ISEC'18 Keynote: Intelligent Software Engineering: Synergy between AI and Sof...
ISEC'18 Keynote: Intelligent Software Engineering: Synergy between AI and Sof...ISEC'18 Keynote: Intelligent Software Engineering: Synergy between AI and Sof...
ISEC'18 Keynote: Intelligent Software Engineering: Synergy between AI and Sof...
 
Turning Data into Knowledge (KESW2014 Keynote)
Turning Data into Knowledge (KESW2014 Keynote)Turning Data into Knowledge (KESW2014 Keynote)
Turning Data into Knowledge (KESW2014 Keynote)
 
Exploring Big Data Landscapes with Elastic Displays
Exploring Big Data Landscapes with Elastic DisplaysExploring Big Data Landscapes with Elastic Displays
Exploring Big Data Landscapes with Elastic Displays
 
profile summary
profile summaryprofile summary
profile summary
 
3rd 3DDRESD: DRESD Future Plan 0809
3rd 3DDRESD: DRESD Future Plan 08093rd 3DDRESD: DRESD Future Plan 0809
3rd 3DDRESD: DRESD Future Plan 0809
 
Building the iRODS Consortium
Building the iRODS ConsortiumBuilding the iRODS Consortium
Building the iRODS Consortium
 
“Semantic Technologies for Smart Services”
“Semantic Technologies for Smart Services” “Semantic Technologies for Smart Services”
“Semantic Technologies for Smart Services”
 
Thirteen Years of SysML: A Systematic Mapping Study
Thirteen Years of SysML: A Systematic Mapping StudyThirteen Years of SysML: A Systematic Mapping Study
Thirteen Years of SysML: A Systematic Mapping Study
 
Benchmarking Linked Data Introductory Remarks
Benchmarking Linked Data Introductory RemarksBenchmarking Linked Data Introductory Remarks
Benchmarking Linked Data Introductory Remarks
 
Data and science
Data and scienceData and science
Data and science
 
VSim_Poster
VSim_PosterVSim_Poster
VSim_Poster
 
PAKDD2013
PAKDD2013PAKDD2013
PAKDD2013
 
TUW-ASE-Summer 2014: Advanced service-based data analytics: concepts and designs
TUW-ASE-Summer 2014: Advanced service-based data analytics: concepts and designsTUW-ASE-Summer 2014: Advanced service-based data analytics: concepts and designs
TUW-ASE-Summer 2014: Advanced service-based data analytics: concepts and designs
 
Carpenter "The Future of the Scholarly Record"
Carpenter "The Future of the Scholarly Record"Carpenter "The Future of the Scholarly Record"

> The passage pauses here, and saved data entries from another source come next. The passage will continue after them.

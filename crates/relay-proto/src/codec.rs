//! Tokio codec turning a byte stream into [`Message`] values.

use bytes::{BufMut, BytesMut};
use tokio_util::codec::{Decoder, Encoder, LinesCodec, LinesCodecError};
use tracing::warn;

use crate::error::ProtocolError;
use crate::message::Message;

/// Servers may send longer lines than RFC 1459's 512 when tags are present.
pub const MAX_LINE_LENGTH: usize = 8191;

/// Line-oriented IRC codec.
///
/// Unparseable or oversized lines are logged and skipped so a single bad
/// line never tears down the stream; only I/O errors are fatal.
#[derive(Debug)]
pub struct IrcCodec {
    lines: LinesCodec,
}

impl IrcCodec {
    pub fn new() -> Self {
        Self::with_max_length(MAX_LINE_LENGTH)
    }

    pub fn with_max_length(max: usize) -> Self {
        Self {
            lines: LinesCodec::new_with_max_length(max),
        }
    }
}

impl Default for IrcCodec {
    fn default() -> Self {
        Self::new()
    }
}

impl Decoder for IrcCodec {
    type Item = Message;
    type Error = ProtocolError;

    fn decode(&mut self, src: &mut BytesMut) -> Result<Option<Message>, ProtocolError> {
        loop {
            let line = match self.lines.decode(src) {
                Ok(Some(line)) => line,
                Ok(None) => return Ok(None),
                Err(LinesCodecError::MaxLineLengthExceeded) => {
                    warn!(limit = self.lines.max_length(), "Dropping oversized line");
                    continue;
                }
                Err(LinesCodecError::Io(e)) => return Err(ProtocolError::Io(e)),
            };

            if line.trim().is_empty() {
                continue;
            }

            match line.parse::<Message>() {
                Ok(msg) => return Ok(Some(msg)),
                Err(e) => {
                    warn!(error = %e, line = %line, "Dropping unparseable line");
                }
            }
        }
    }

    fn decode_eof(&mut self, src: &mut BytesMut) -> Result<Option<Message>, ProtocolError> {
        match self.decode(src)? {
            Some(msg) => Ok(Some(msg)),
            None => match self.lines.decode_eof(src) {
                Ok(Some(line)) => Ok(line.parse().ok()),
                Ok(None) => Ok(None),
                Err(LinesCodecError::MaxLineLengthExceeded) => Ok(None),
                Err(LinesCodecError::Io(e)) => Err(ProtocolError::Io(e)),
            },
        }
    }
}

impl Encoder<Message> for IrcCodec {
    type Error = ProtocolError;

    fn encode(&mut self, msg: Message, dst: &mut BytesMut) -> Result<(), ProtocolError> {
        let line = msg.to_string();
        // A stray CR/LF inside a parameter would inject a second command.
        let line = match line.find(['\r', '\n']) {
            Some(idx) => &line[..idx],
            None => line.as_str(),
        };
        dst.reserve(line.len() + 2);
        dst.put_slice(line.as_bytes());
        dst.put_slice(b"\r\n");
        Ok(())
    }
}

Carpenter "The Future of the Scholarly Record"
 
A Presentation of My Research Activity
A Presentation of My Research ActivityA Presentation of My Research Activity
A Presentation of My Research Activity
 
New Research Articles 2020 November Issue International Journal of Software E...
New Research Articles 2020 November Issue International Journal of Software E...New Research Articles 2020 November Issue International Journal of Software E...

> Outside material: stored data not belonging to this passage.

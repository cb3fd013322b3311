//! The upstream session: actor, handle and supervisor.

mod actor;
mod context;
mod handle;
mod supervisor;
mod types;

pub use context::{STOP_TIMEOUT, SessionContext, SessionParams};
pub use handle::SessionHandle;
pub use supervisor::Supervisor;
pub use types::{SessionInput, SessionSnapshot};
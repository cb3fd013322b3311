//! `echo`: repeats its arguments and greets anyone saying hello.
//!
//! The smallest useful handler; new handlers start from a copy of it.

use crate::error::PluginError;
use crate::plugins::{Plugin, PluginSender};
use crate::storage::ModuleDescriptor;

pub struct Echo {
    sender: PluginSender,
}

pub fn construct(_descriptor: &ModuleDescriptor, sender: PluginSender) -> Result<Box<dyn Plugin>, PluginError> {
    Ok(Box::new(Echo { sender }))
}

impl Plugin for Echo {
    fn handle_command(&mut self, command: &str, args: &[String], channel: &str, _user: &str) -> Result<(), PluginError> {
        if args.is_empty() {
            return self.sender.send(channel, &format!("Usage: !{command} <message>"));
        }
        self.sender.send(channel, &args.join(" "))
    }

    fn handle_message(&mut self, channel: &str, user: &str, text: &str) -> Result<(), PluginError> {
        if text.to_lowercase().contains("hello") {
            self.sender.send(channel, &format!("Hello {user}!"))?;
        }
        Ok(())
    }
}

#[cfg(test)]
mod tests {
    use super::*;
    use tokio::sync::mpsc;

    fn echo() -> (Box<dyn Plugin>, mpsc::UnboundedReceiver<crate::plugins::PluginOutput>) {
        let (tx, rx) = mpsc::unbounded_channel();
        let descriptor = ModuleDescriptor::new(1, "Echo", "!echo", "echo");
        let plugin = construct(&descriptor, PluginSender::new(1, tx)).unwrap();
        (plugin, rx)
    }

    #[test]
    fn echoes_arguments() {
        let (mut plugin, mut rx) = echo();
        plugin
            .handle_command("echo", &["hi".into(), "there".into()], "#c", "alice")
            .unwrap();
        let out = rx.try_recv().unwrap();
        assert_eq!((out.target.as_str(), out.text.as_str()), ("#c", "hi there"));
    }

    #[test]
    fn usage_without_arguments() {
        let (mut plugin, mut rx) = echo();
        plugin.handle_command("say", &[], "#c", "alice").unwrap();
        assert_eq!(rx.try_recv().unwrap().text, "Usage: !say <message>");
    }

    #[test]
    fn greets_hello() {
        let (mut plugin, mut rx) = echo();
        plugin.handle_message("#c", "alice", "well HELLO there").unwrap();
        assert_eq!(rx.try_recv().unwrap().text, "Hello alice!");
        plugin.handle_message("#c", "alice", "bye").unwrap();
        assert!(rx.try_recv().is_err());
    }

    #[test]
    fn closed_session_is_reported() {
        let (mut plugin, rx) = echo();
        drop(rx);
        let err = plugin.handle_command("echo", &["x".into()], "#c", "alice").unwrap_err();
        assert_eq!(err.error_code(), "sender_closed");
    }
}
//! Fallback moderation policy.

use serde::Deserialize;

use super::defaults::{default_caps_percentage, default_flood_threshold, default_flood_timeframe};

/// What to do in channels without a stored moderation row.
#[derive(Debug, Clone, Copy, Default, PartialEq, Eq, Deserialize)]
#[serde(rename_all = "lowercase")]
pub enum UnconfiguredPolicy {
    /// No checks at all.
    #[default]
    Open,
    /// Apply the default thresholds below.
    Closed,
}

#[derive(Debug, Clone, Deserialize)]
pub struct ModerationSettings {
    #[serde(default)]
    pub unconfigured: UnconfiguredPolicy,
    #[serde(default = "default_flood_threshold")]
    pub flood_threshold: u32,
    #[serde(default = "default_flood_timeframe")]
    pub flood_timeframe_secs: u64,
    #[serde(default = "default_caps_percentage")]
    pub caps_percentage: u8,
}

impl Default for ModerationSettings {
    fn default() -> Self {
        Self {
            unconfigured: UnconfiguredPolicy::Open,
            flood_threshold: default_flood_threshold(),
            flood_timeframe_secs: default_flood_timeframe(),
            caps_percentage: default_caps_percentage(),
        }
    }
}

New Research Articles 2020 November Issue International Journal of Software E...
 
OSFair2017 Workshop | Brokering services facilitating interoperability and da...

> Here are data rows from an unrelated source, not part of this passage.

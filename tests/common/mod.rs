//! Integration test common infrastructure.
//!
//! Provides a scripted fake upstream IRC server and helpers for building a
//! supervisor against it with in-memory storage.

#![allow(dead_code)]

use relay_proto::Message;
use slirc_relay::config::{IrcConfig, ModerationSettings};
use slirc_relay::plugins::PluginCatalog;
use slirc_relay::relay::Hub;
use slirc_relay::session::Supervisor;
use slirc_relay::storage::MemoryStorage;
use std::sync::Arc;
use std::time::Duration;
use tokio::io::{AsyncBufReadExt, AsyncWriteExt, BufReader};
use tokio::net::TcpListener;
use tokio::net::tcp::{OwnedReadHalf, OwnedWriteHalf};
use tokio::time::timeout;

/// How long any single wait in a test may take.
pub const WAIT: Duration = Duration::from_secs(5);

/// Listener standing in for the upstream IRC server.
pub struct FakeIrcServer {
    listener: TcpListener,
}

impl FakeIrcServer {
    pub async fn bind() -> anyhow::Result<Self> {
        let listener = TcpListener::bind("127.0.0.1:0").await?;
        Ok(Self { listener })
    }

    pub fn port(&self) -> u16 {
        self.listener.local_addr().map(|a| a.port()).unwrap_or(0)
    }

    /// Wait for the relay to connect.
    pub async fn accept(&self) -> anyhow::Result<FakeConnection> {
        let (stream, _) = timeout(WAIT, self.listener.accept()).await??;
        let (read_half, write_half) = stream.into_split();
        Ok(FakeConnection {
            reader: BufReader::new(read_half),
            writer: write_half,
        })
    }
}

/// Server side of one relay connection.
pub struct FakeConnection {
    reader: BufReader<OwnedReadHalf>,
    writer: OwnedWriteHalf,
}

impl FakeConnection {
    /// Send a raw line; CRLF is appended.
    pub async fn send_raw(&mut self, line: &str) -> anyhow::Result<()> {
        self.writer.write_all(line.as_bytes()).await?;
        self.writer.write_all(b"\r\n").await?;
        self.writer.flush().await?;
        Ok(())
    }

    /// Receive a single line from the relay.
    pub async fn recv(&mut self) -> anyhow::Result<Message> {
        let mut line = String::new();
        let read = timeout(WAIT, self.reader.read_line(&mut line)).await??;
        if read == 0 {
            anyhow::bail!("relay closed the connection");
        }
        line.parse::<Message>()
            .map_err(|e| anyhow::anyhow!("Parse error: {e}"))
    }

    /// Receive until a message with `command` arrives and return it.
    pub async fn expect(&mut self, command: &str) -> anyhow::Result<Message> {
        loop {
            let msg = self.recv().await?;
            if msg.command == command {
                return Ok(msg);
            }
        }
    }

    /// Read NICK and USER, answer with 001 for the nick the relay asked for.
    pub async fn welcome(&mut self) -> anyhow::Result<String> {
        let nick = self.expect("NICK").await?;
        let nick = nick.param(0).unwrap_or_default().to_string();
        self.expect("USER").await?;
        self.send_raw(&format!(":irc.test 001 {nick} :Welcome to the test network"))
            .await?;
        Ok(nick)
    }

    /// Confirm a JOIN with the usual burst: echo, names, end of names.
    pub async fn confirm_join(&mut self, nick: &str, channel: &str, others: &[&str]) -> anyhow::Result<()> {
        self.send_raw(&format!(":{nick}!relay@test.host JOIN {channel}")).await?;
        let mut names = vec![nick.to_string()];
        names.extend(others.iter().map(|n| n.to_string()));
        self.send_raw(&format!(":irc.test 353 {nick} = {channel} :{}", names.join(" ")))
            .await?;
        self.send_raw(&format!(":irc.test 366 {nick} {channel} :End of /NAMES list."))
            .await?;
        Ok(())
    }
}

/// Connection settings pointing at the fake server.
pub fn irc_config(port: u16, nick: &str, channels: &[&str]) -> IrcConfig {
    let mut irc = IrcConfig::new("127.0.0.1", port, nick);
    irc.channels = channels.iter().map(|c| c.to_string()).collect();
    irc.user_modes = String::new();
    irc.connect_attempts = 1;
    irc
}

/// Supervisor over `storage` with the built-in plugin catalog.
pub fn supervisor(storage: Arc<MemoryStorage>) -> Arc<Supervisor> {
    Arc::new(Supervisor::new(
        storage,
        Hub::new(),
        PluginCatalog::builtin(),
        ModerationSettings::default(),
    ))
}

/// Poll `check` until it holds or the wait runs out.
pub async fn eventually<F>(mut check: F) -> bool
where
    F: FnMut() -> bool,
{
    let deadline = tokio::time::Instant::now() + WAIT;
    while tokio::time::Instant::now() < deadline {
        if check() {
            return true;
        }
        tokio::time::sleep(Duration::from_millis(10)).await;
    }
    check()
}
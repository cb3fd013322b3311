//! Unified error handling for slirc-relay.
//!
//! Each subsystem has its own error enum with a static `error_code()` used
//! as a metrics label. `StorageError` lives next to sqlx in `storage`, and
//! `ConfigError` next to the TOML loader in `config`.

use relay_proto::ProtocolError;
use thiserror::Error;

use crate::storage::StorageError;

// ============================================================================
// Session lifecycle
// ============================================================================

/// Errors from connect / disconnect / reconnect requests.
#[derive(Debug, Error)]
pub enum SessionError {
    #[error("a connect or reconnect is already in progress")]
    ConnectInProgress,

    #[error("already connected")]
    AlreadyConnected,

    #[error("not connected")]
    NotConnected,

    /// The session actor has stopped and no longer accepts input.
    #[error("session closed")]
    Closed,

    #[error("timed out waiting for the session to stop")]
    ShutdownTimeout,

    #[error("storage error: {0}")]
    Storage(#[from] StorageError),
}

impl SessionError {
    #[inline]
    pub fn error_code(&self) -> &'static str {
        match self {
            Self::ConnectInProgress => "connect_in_progress",
            Self::AlreadyConnected => "already_connected",
            Self::NotConnected => "not_connected",
            Self::Closed => "session_closed",
            Self::ShutdownTimeout => "shutdown_timeout",
            Self::Storage(e) => e.error_code(),
        }
    }
}

// ============================================================================
// Protocol adapter
// ============================================================================

#[derive(Debug, Error)]
pub enum AdapterError {
    #[error("failed to connect to {addr}: {source}")]
    Connect {
        addr: String,
        #[source]
        source: std::io::Error,
    },

    #[error("timed out connecting to {0}")]
    Timeout(String),

    #[error("tls error: {0}")]
    Tls(String),

    #[error("protocol error: {0}")]
    Protocol(#[from] ProtocolError),

    #[error("io error: {0}")]
    Io(#[from] std::io::Error),

    #[error("gave up after {0} connection attempts")]
    GaveUp(u32),

    #[error("server rejected nickname '{0}' as erroneous")]
    NickRejected(String),

    #[error("no free nickname after {0} alternates")]
    NickExhausted(u32),
}

impl AdapterError {
    #[inline]
    pub fn error_code(&self) -> &'static str {
        match self {
            Self::Connect { .. } => "connect_failed",
            Self::Timeout(_) => "connect_timeout",
            Self::Tls(_) => "tls",
            Self::Protocol(e) => e.error_code(),
            Self::Io(_) => "io",
            Self::GaveUp(_) => "gave_up",
            Self::NickRejected(_) => "nick_rejected",
            Self::NickExhausted(_) => "nick_exhausted",
        }
    }
}

// ============================================================================
// Plugins
// ============================================================================

#[derive(Debug, Error)]
pub enum PluginError {
    #[error("no plugin kind named '{0}'")]
    UnknownKind(String),

    #[error("module {module} failed to construct: {reason}")]
    Construction { module: String, reason: String },

    #[error("handler failed: {0}")]
    Handler(String),

    #[error("handler panicked: {0}")]
    Panicked(String),

    /// The session behind the send capability is gone.
    #[error("session is no longer accepting messages")]
    SenderClosed,
}

impl PluginError {
    #[inline]
    pub fn error_code(&self) -> &'static str {
        match self {
            Self::UnknownKind(_) => "unknown_kind",
            Self::Construction { .. } => "construction",
            Self::Handler(_) => "handler",
            Self::Panicked(_) => "panic",
            Self::SenderClosed => "sender_closed",
        }
    }
}

// ============================================================================
// Conversational backend
// ============================================================================

#[derive(Debug, Error)]
pub enum AiError {
    #[error("conversational backend is disabled")]
    Disabled,

    #[error("no API key configured for {0}")]
    MissingApiKey(&'static str),

    #[error("http error: {0}")]
    Http(#[from] reqwest::Error),

    #[error("backend returned {status}: {body}")]
    Status { status: u16, body: String },

    #[error("backend returned no content")]
    EmptyResponse,
}

impl AiError {
    #[inline]
    pub fn error_code(&self) -> &'static str {
        match self {
            Self::Disabled => "disabled",
            Self::MissingApiKey(_) => "missing_api_key",
            Self::Http(e) if e.is_timeout() => "timeout",
            Self::Http(_) => "http",
            Self::Status { .. } => "status",
            Self::EmptyResponse => "empty",
        }
    }
}

// ============================================================================
// Observer gateway
// ============================================================================

#[derive(Debug, Error)]
pub enum GatewayError {
    #[error("failed to bind {addr}: {source}")]
    Bind {
        addr: std::net::SocketAddr,
        #[source]
        source: std::io::Error,
    },

    #[error("websocket error: {0}")]
    WebSocket(#[from] tokio_tungstenite::tungstenite::Error),

    #[error("invalid frame: {0}")]
    InvalidFrame(#[from] serde_json::Error),
}

impl GatewayError {
    #[inline]
    pub fn error_code(&self) -> &'static str {
        match self {
            Self::Bind { .. } => "bind",
            Self::WebSocket(_) => "websocket",
            Self::InvalidFrame(_) => "invalid_frame",
        }
    }
}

OSFair2017 Workshop | Brokering services facilitating interoperability and da...OSFair2017 Workshop | Brokering services facilitating interoperability and da...
OSFair2017 Workshop | Brokering services facilitating interoperability and da...
 

Recently uploaded

result management system report for college project
result management system report for college projectresult management system report for college project
result management system report for college project
Tonystark477637
 
AKTU Computer Networks notes --- Unit 3.pdf
AKTU Computer Networks notes ---  Unit 3.pdfAKTU Computer Networks notes ---  Unit 3.pdf
AKTU Computer Networks notes --- Unit 3.pdf
ankushspencer015
 
Call for Papers - Educational Administration: Theory and Practice, E-ISSN: 21...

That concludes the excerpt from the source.